Eggnog’s roots date back to medieval England and a drink called “posset,” which included hot milk or cream, alcohol and spices. Recipes have evolved in the centuries since then, and non-dairy and alcohol-free options abound in recent years. But some – like the formula for the famous eggnog daiquiri at Lafitte’s Blacksmith Shop in New Orleans – stay the same, and remain secret.
“I like to say it’s a little Christmas magic,” said Jamie Gourges, marketing manager for the open-air bar in the city’s iconic French Quarter. “We do not disclose any of our recipes at any point but it is delicious.”

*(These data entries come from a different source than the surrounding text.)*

/**
 * RECONCILER - Keyed diff between the row table and a fresh snapshot
 *
 * ROLE: Turn a StatusSnapshot into the smallest list of row instructions
 * (create, field update, status update, reveal, mark-stale) for the renderer.
 *
 * RULES:
 * - One RowState per id ever seen; rows are hidden when absent, never removed
 * - A value is written only when it differs from the last rendered one
 * - Status label and style tag travel together in a single instruction
 * - Instructions follow snapshot order, stale markings come last in table order
 *
 * The row table is mutated when an instruction is built, not when it is rendered:
 * a render failure is a presentation problem, the table stays consistent.
 */

use crate::models::{ComputerId, ComputerStatus, Field, StatusClass, StatusSnapshot};
use std::collections::{HashMap, HashSet};
use tracing::warn;

/// One change to apply to the live computers table.
#[derive(Debug, Clone, PartialEq, Eq)]
pub enum RowInstruction {
    /// First sight of an id: build and append the full row
    Create(ComputerStatus),
    UpdateField {
        id: ComputerId,
        field: Field,
        value: String,
    },
    UpdateStatus {
        id: ComputerId,
        label: String,
        class: StatusClass,
    },
    /// A hidden row is back in the snapshot
    Reveal { id: ComputerId },
    /// Row absent from the snapshot: hide it, keep it addressable
    MarkStale { id: ComputerId },
}

impl RowInstruction {
    pub fn id(&self) -> &ComputerId {
        match self {
            RowInstruction::Create(record) => &record.id,
            RowInstruction::UpdateField { id, .. }
            | RowInstruction::UpdateStatus { id, .. }
            | RowInstruction::Reveal { id }
            | RowInstruction::MarkStale { id } => id,
        }
    }

    /// Field or status write on an existing row
    pub fn is_update(&self) -> bool {
        matches!(
            self,
            RowInstruction::UpdateField { .. } | RowInstruction::UpdateStatus { .. }
        )
    }
}

/// Values last written to a row's cells.
#[derive(Debug, Clone, PartialEq, Eq, Default)]
pub struct RenderedFields {
    fields: [String; Field::COUNT],
    status: String,
    status_class: StatusClass,
}

impl RenderedFields {
    fn from_record(record: &ComputerStatus) -> Self {
        Self {
            fields: Field::ALL.map(|field| record.field(field).to_string()),
            status: record.status.clone(),
            status_class: record.status_class.clone(),
        }
    }

    pub fn field(&self, field: Field) -> &str {
        &self.fields[field.index()]
    }

    pub fn status(&self) -> (&str, &StatusClass) {
        (&self.status, &self.status_class)
    }
}

#[derive(Debug, Clone, PartialEq, Eq)]
pub struct RowState {
    last_rendered: RenderedFields,
    visible: bool,
}

impl RowState {
    pub fn last_rendered(&self) -> &RenderedFields {
        &self.last_rendered
    }

    pub fn is_visible(&self) -> bool {
        self.visible
    }
}

/// Persistent row state for the whole process lifetime, owned by the synchronizer.
#[derive(Debug, Clone, Default)]
pub struct RowTable {
    rows: HashMap<ComputerId, RowState>,
    // first-sight order, used for stale markings
    order: Vec<ComputerId>,
}

impl RowTable {
    pub fn new() -> Self {
        Self::default()
    }

    pub fn get(&self, id: &ComputerId) -> Option<&RowState> {
        self.rows.get(id)
    }

    pub fn len(&self) -> usize {
        self.order.len()
    }

    pub fn is_empty(&self) -> bool {
        self.order.is_empty()
    }

    pub fn visible_count(&self) -> usize {
        self.rows.values().filter(|row| row.visible).count()
    }

    /// Ids in first-sight order
    pub fn ids(&self) -> impl Iterator<Item = &ComputerId> {
        self.order.iter()
    }

    /// One reconciliation pass.
    pub fn reconcile(&mut self, snapshot: &StatusSnapshot) -> Vec<RowInstruction> {
        let mut instructions = Vec::new();
        let mut seen: HashSet<&ComputerId> = HashSet::with_capacity(snapshot.len());

        for record in snapshot.computers() {
            if !seen.insert(&record.id) {
                warn!(id = %record.id, "duplicate computer id in snapshot, keeping first record");
                continue;
            }

            match self.rows.get_mut(&record.id) {
                None => {
                    self.rows.insert(
                        record.id.clone(),
                        RowState {
                            last_rendered: RenderedFields::from_record(record),
                            visible: true,
                        },
                    );
                    self.order.push(record.id.clone());
                    instructions.push(RowInstruction::Create(record.clone()));
                }
                Some(row) => diff_row(row, record, &mut instructions),
            }
        }

        for id in &self.order {
            if seen.contains(id) {
                continue;
            }
            if let Some(row) = self.rows.get_mut(id) {
                if row.visible {
                    row.visible = false;
                    instructions.push(RowInstruction::MarkStale { id: id.clone() });
                }
            }
        }

        instructions
    }
}

fn diff_row(row: &mut RowState, record: &ComputerStatus, out: &mut Vec<RowInstruction>) {
    if !row.visible {
        row.visible = true;
        out.push(RowInstruction::Reveal {
            id: record.id.clone(),
        });
    }

    for field in Field::ALL {
        let incoming = record.field(field);
        let cached = &mut row.last_rendered.fields[field.index()];
        if cached.as_str() != incoming {
            *cached = incoming.to_string();
            out.push(RowInstruction::UpdateField {
                id: record.id.clone(),
                field,
                value: incoming.to_string(),
            });
        }
    }

    let rendered = &mut row.last_rendered;
    if rendered.status != record.status || rendered.status_class != record.status_class {
        rendered.status = record.status.clone();
        rendered.status_class = record.status_class.clone();
        out.push(RowInstruction::UpdateStatus {
            id: record.id.clone(),
            label: record.status.clone(),
            class: record.status_class.clone(),
        });
    }
}
use chrono::Utc;
use quorum_core::{Direction, DocumentStore, LiveList, OptimisticCell, Update};
use serde_json::json;

use crate::{
    BoardContext, BoardError, BoardResult, ChecklistItem, NotificationKind, Notifications,
    OrgTask, Priority, TaskStatus, UserProfile,
};

/// Organization-wide tasks, outside any room.
///
/// The assignee's display name is snapshotted onto the task when it is
/// written and never invalidated: a later profile rename leaves it stale
/// until the task itself is rewritten. There is no mechanism to join it
/// back to the live profile, and none is attempted.
pub struct OrgTasks<S> {
    context: BoardContext<S>,
}

#[derive(Debug, Clone)]
pub struct NewOrgTask {
    pub name: String,
    pub description: String,
    pub priority: Priority,
    pub category: String,
    pub checklist: Vec<ChecklistItem>,
}

impl<S> OrgTasks<S>
where
    S: DocumentStore,
{
    pub fn new(context: &BoardContext<S>) -> Self {
        Self {
            context: context.clone(),
        }
    }

    pub async fn create(
        &self,
        actor: &UserProfile,
        assignee: &UserProfile,
        new: NewOrgTask,
    ) -> BoardResult<OrgTask> {
        if !actor.is_admin() {
            return Err(BoardError::AdminOnly);
        }

        let mut task = OrgTask {
            id: String::new(),
            name: new.name,
            description: new.description,
            priority: new.priority,
            status: TaskStatus::Todo,
            assignee_uid: assignee.uid.clone(),
            assignee_name: assignee.full_name(),
            category: new.category,
            checklist: new.checklist,
            created_by: actor.uid.clone(),
            created_at: Utc::now(),
        };

        let doc = self
            .context
            .store
            .add(
                &OrgTask::collection(),
                serde_json::to_value(&task).expect("tasks serialize"),
            )
            .await?;

        task.id = doc.id().to_string();

        let name = task.name.clone();

        Notifications::new(&self.context)
            .dispatch(
                actor,
                std::slice::from_ref(&task.assignee_uid),
                NotificationKind::Task,
                Some(&task.id),
                "Task assigned",
                |label| format!("{label} assigned you: {name}"),
            )
            .await;

        Ok(task)
    }

    pub async fn delete(&self, actor: &UserProfile, task_id: &str) -> BoardResult<()> {
        if !actor.is_admin() {
            return Err(BoardError::AdminOnly);
        }

        self.context
            .store
            .delete(&OrgTask::collection().doc(task_id))
            .await?;

        Ok(())
    }

    /// Moves a task between the todo/in-progress/done columns.
    pub async fn move_status(
        &self,
        task_id: &str,
        status: TaskStatus,
        cell: &OptimisticCell<TaskStatus>,
    ) -> BoardResult<()> {
        let store = self.context.store.clone();
        let doc = OrgTask::collection().doc(task_id);

        self.context
            .optimistic(cell, status, "Task", async move {
                store
                    .update(
                        &doc,
                        Update::new()
                            .set("status", serde_json::to_value(status).expect("serializes")),
                    )
                    .await
            })
            .await
    }

    /// Flips one checklist item and writes the whole list back. The
    /// checklist is always overwritten as one array, never patched.
    pub async fn toggle_checklist_item(
        &self,
        task: &OrgTask,
        item_id: &str,
        cell: &OptimisticCell<Vec<ChecklistItem>>,
    ) -> BoardResult<()> {
        let checklist: Vec<ChecklistItem> = task
            .checklist
            .iter()
            .map(|item| {
                let mut item = item.clone();

                if item.id == item_id {
                    item.completed = !item.completed;
                }

                item
            })
            .collect();

        let store = self.context.store.clone();
        let doc = OrgTask::collection().doc(&task.id);
        let fields = serde_json::to_value(&checklist).expect("checklists serialize");

        self.context
            .optimistic(cell, checklist, "Checklist", async move {
                store
                    .update(&doc, Update::new().set("checklist", fields))
                    .await
            })
            .await
    }

    /// Every organization-wide task, newest first.
    pub fn watch(&self) -> LiveList<OrgTask> {
        let query = OrgTask::collection()
            .query()
            .order_by("createdAt", Direction::Descending);

        self.context.live_list(query, "tasks")
    }

    /// One user's assigned tasks, newest first.
    pub fn watch_for(&self, uid: &str) -> LiveList<OrgTask> {
        let query = OrgTask::collection()
            .query()
            .filter("assigneeUid", json!(uid))
            .order_by("createdAt", Direction::Descending);

        self.context.live_list(query, "tasks")
    }

    pub async fn fetch(&self, task_id: &str) -> BoardResult<OrgTask> {
        let doc = self
            .context
            .store
            .get(&OrgTask::collection().doc(task_id))
            .await?
            .ok_or(BoardError::Missing)?;

        Ok(doc.decode::<OrgTask>().map_err(|error| {
            log::warn!("{error}");
            BoardError::Missing
        })?)
    }
}

#[cfg(test)]
mod test {
    use quorum_impls::MemoryStore;

    use super::*;
    use crate::support::{admin, member, store_profile, test_context};
    use crate::Notification;

    fn new_task(checklist: Vec<ChecklistItem>) -> NewOrgTask {
        NewOrgTask {
            name: "Plan fundraiser".to_string(),
            description: String::new(),
            priority: Priority::Medium,
            category: "events".to_string(),
            checklist,
        }
    }

    fn item(id: &str, text: &str) -> ChecklistItem {
        ChecklistItem {
            id: id.to_string(),
            text: text.to_string(),
            completed: false,
        }
    }

    #[tokio::test]
    async fn the_assignee_name_is_a_snapshot() {
        let store = MemoryStore::new();
        let (context, _events) = test_context(store.clone());
        let tasks = OrgTasks::new(&context);

        let boss = admin("a1", "Dana", "Reyes");
        let mut assignee = member("u1", "Sam", "Ortiz");
        store_profile(&store, &assignee).await;

        let task = tasks
            .create(&boss, &assignee, new_task(vec![]))
            .await
            .expect("task created");

        assert_eq!(task.assignee_name, "Sam Ortiz");

        // Renaming the profile afterwards does not reach back into the
        // task document.
        assignee.last_name = "Rivera".to_string();
        store_profile(&store, &assignee).await;

        let fetched = tasks.fetch(&task.id).await.expect("fetches");
        assert_eq!(fetched.assignee_name, "Sam Ortiz", "stale on purpose");
    }

    #[tokio::test]
    async fn creation_notifies_the_assignee() {
        let store = MemoryStore::new();
        let (context, _events) = test_context(store.clone());
        let tasks = OrgTasks::new(&context);

        let boss = admin("a1", "Dana", "Reyes");
        let assignee = member("u1", "Sam", "Ortiz");

        let task = tasks
            .create(&boss, &assignee, new_task(vec![]))
            .await
            .expect("task created");

        let docs = store
            .fetch(&Notification::collection().query())
            .await
            .expect("fetch works");
        assert_eq!(docs.len(), 1);

        let notification: Notification = docs[0].decode().expect("decodes");
        assert_eq!(notification.recipient_uid, "u1");
        assert_eq!(notification.action_id.as_deref(), Some(task.id.as_str()));
    }

    #[tokio::test]
    async fn status_moves_are_optimistic() {
        let store = MemoryStore::new();
        let (context, _events) = test_context(store.clone());
        let tasks = OrgTasks::new(&context);

        let boss = admin("a1", "Dana", "Reyes");
        let assignee = member("u1", "Sam", "Ortiz");

        let task = tasks
            .create(&boss, &assignee, new_task(vec![]))
            .await
            .expect("task created");

        let cell = OptimisticCell::new(TaskStatus::Todo);

        tasks
            .move_status(&task.id, TaskStatus::InProgress, &cell)
            .await
            .expect("moved");
        assert_eq!(cell.get(), TaskStatus::InProgress);

        let fetched = tasks.fetch(&task.id).await.expect("fetches");
        assert_eq!(fetched.status, TaskStatus::InProgress);

        // A failing move rolls the cell back to what it replaced.
        store.reject_next_write(&task.id, "simulated outage");

        tasks
            .move_status(&task.id, TaskStatus::Done, &cell)
            .await
            .expect_err("write fails");
        assert_eq!(cell.get(), TaskStatus::InProgress);
    }

    #[tokio::test]
    async fn checklist_toggles_overwrite_the_whole_array() {
        let store = MemoryStore::new();
        let (context, _events) = test_context(store.clone());
        let tasks = OrgTasks::new(&context);

        let boss = admin("a1", "Dana", "Reyes");
        let assignee = member("u1", "Sam", "Ortiz");

        let task = tasks
            .create(
                &boss,
                &assignee,
                new_task(vec![item("c1", "Book venue"), item("c2", "Print flyers")]),
            )
            .await
            .expect("task created");

        let cell = OptimisticCell::new(task.checklist.clone());

        tasks
            .toggle_checklist_item(&task, "c1", &cell)
            .await
            .expect("toggled");

        let fetched = tasks.fetch(&task.id).await.expect("fetches");

        assert!(fetched.checklist[0].completed);
        assert!(!fetched.checklist[1].completed);
        assert_eq!(fetched.progress(), Some(50));
    }
}
use log::warn;
use quorum_core::{DocumentStore, LiveList, Update};
use serde_json::json;

use crate::{BoardContext, BoardError, BoardResult, Role, UserProfile};

/// Profile reads and edits.
///
/// There is deliberately no delete here: removing an account is handled
/// out of band by an administrator, the client never hard-deletes a
/// profile document.
pub struct Profiles<S> {
    context: BoardContext<S>,
}

/// A self-service profile edit. `None` fields are left as they are.
#[derive(Debug, Clone, Default)]
pub struct ProfileChanges {
    pub first_name: Option<String>,
    pub last_name: Option<String>,
    pub position: Option<String>,
    pub photo_url: Option<String>,
}

impl<S> Profiles<S>
where
    S: DocumentStore,
{
    pub fn new(context: &BoardContext<S>) -> Self {
        Self {
            context: context.clone(),
        }
    }

    pub async fn get(&self, uid: &str) -> BoardResult<Option<UserProfile>> {
        let doc = self
            .context
            .store
            .get(&UserProfile::collection().doc(uid))
            .await?;

        Ok(doc.and_then(|doc| match doc.decode::<UserProfile>() {
            Ok(profile) => Some(profile),
            Err(error) => {
                warn!("{error}");
                None
            }
        }))
    }

    pub async fn all(&self) -> BoardResult<Vec<UserProfile>> {
        let docs = self
            .context
            .store
            .fetch(&UserProfile::collection().query())
            .await?;

        Ok(docs
            .iter()
            .filter_map(|doc| match doc.decode::<UserProfile>() {
                Ok(profile) => Some(profile),
                Err(error) => {
                    warn!("skipping profile: {error}");
                    None
                }
            })
            .collect())
    }

    /// Edits the actor's own profile.
    pub async fn update_self(
        &self,
        actor: &UserProfile,
        changes: ProfileChanges,
    ) -> BoardResult<()> {
        let mut update = Update::new();

        if let Some(first_name) = changes.first_name {
            update = update.set("firstName", json!(first_name));
        }
        if let Some(last_name) = changes.last_name {
            update = update.set("lastName", json!(last_name));
        }
        if let Some(position) = changes.position {
            update = update.set("position", json!(position));
        }
        if let Some(photo_url) = changes.photo_url {
            update = update.set("photoUrl", json!(photo_url));
        }

        if update.is_empty() {
            return Ok(());
        }

        self.context
            .store
            .update(&UserProfile::collection().doc(&actor.uid), update)
            .await?;

        Ok(())
    }

    /// Changes another user's organization-wide role.
    pub async fn set_role(&self, actor: &UserProfile, uid: &str, role: Role) -> BoardResult<()> {
        if !actor.is_admin() {
            return Err(BoardError::AdminOnly);
        }

        self.context
            .store
            .update(
                &UserProfile::collection().doc(uid),
                Update::new().set("role", serde_json::to_value(role).expect("roles serialize")),
            )
            .await?;

        Ok(())
    }

    pub fn watch(&self) -> LiveList<UserProfile> {
        self.context
            .live_list(UserProfile::collection().query(), "profiles")
    }
}

#[cfg(test)]
mod test {
    use quorum_impls::MemoryStore;

    use super::*;
    use crate::support::{admin, member, store_profile, test_context};

    #[tokio::test]
    async fn self_edits_only_touch_given_fields() {
        let store = MemoryStore::new();
        let (context, _events) = test_context(store.clone());
        let profiles = Profiles::new(&context);

        let me = member("u1", "Sam", "Ortiz");
        store_profile(&store, &me).await;

        profiles
            .update_self(
                &me,
                ProfileChanges {
                    position: Some("Treasurer".to_string()),
                    ..Default::default()
                },
            )
            .await
            .expect("updated");

        let fetched = profiles.get("u1").await.expect("fetches").expect("exists");

        assert_eq!(fetched.position, "Treasurer");
        assert_eq!(fetched.first_name, "Sam", "untouched");
    }

    #[tokio::test]
    async fn role_changes_are_admin_only() {
        let store = MemoryStore::new();
        let (context, _events) = test_context(store.clone());
        let profiles = Profiles::new(&context);

        let boss = admin("a1", "Dana", "Reyes");
        let target = member("u1", "Sam", "Ortiz");
        store_profile(&store, &target).await;

        let denied = profiles
            .set_role(&target, "a1", Role::Member)
            .await
            .expect_err("members can't change roles");
        assert!(matches!(denied, BoardError::AdminOnly));

        profiles
            .set_role(&boss, "u1", Role::Admin)
            .await
            .expect("promoted");

        let fetched = profiles.get("u1").await.expect("fetches").expect("exists");
        assert_eq!(fetched.role, Role::Admin);
    }

    #[tokio::test]
    async fn listing_skips_malformed_documents() {
        let store = MemoryStore::new();
        let (context, _events) = test_context(store.clone());
        let profiles = Profiles::new(&context);

        store_profile(&store, &member("u1", "Sam", "Ortiz")).await;

        store
            .set(
                &UserProfile::collection().doc("broken"),
                serde_json::json!({ "uid": 42 }),
            )
            .await
            .expect("written");

        let all = profiles.all().await.expect("fetches");

        assert_eq!(all.len(), 1);
        assert_eq!(all[0].uid, "u1");
    }
}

Gourges will say, though, that theirs is made fresh each morning from right after Thanksgiving until Three Kings Day, also known as Epiphany, on Jan. 6. It’s a tradition going back some 20 years at an establishment that was built in the early 1700s. Naturally, it’s haunted by French pirate and privateer Jean Lafitte, who based his smuggling operations near New Orleans.
Terry Wittmer, who lives in the Big Easy, is a regular customer and loves the holiday season at the bar.
“It tastes like Christmas. It’s a little cinnamon-y. It’s smooth and if you drink it too fast you might get a brain freeze,” Wittmer said. “I live a block away so I’m here every day but I’m happier during Christmas.”
Even for tourists who came for the bar’s signature “purple drank” daiquiri, the holiday beverage beckons.
“It’s not going to have a problem going down, let’s put it that way,” Cheryl Abrigo of Florida said as she sipped hers.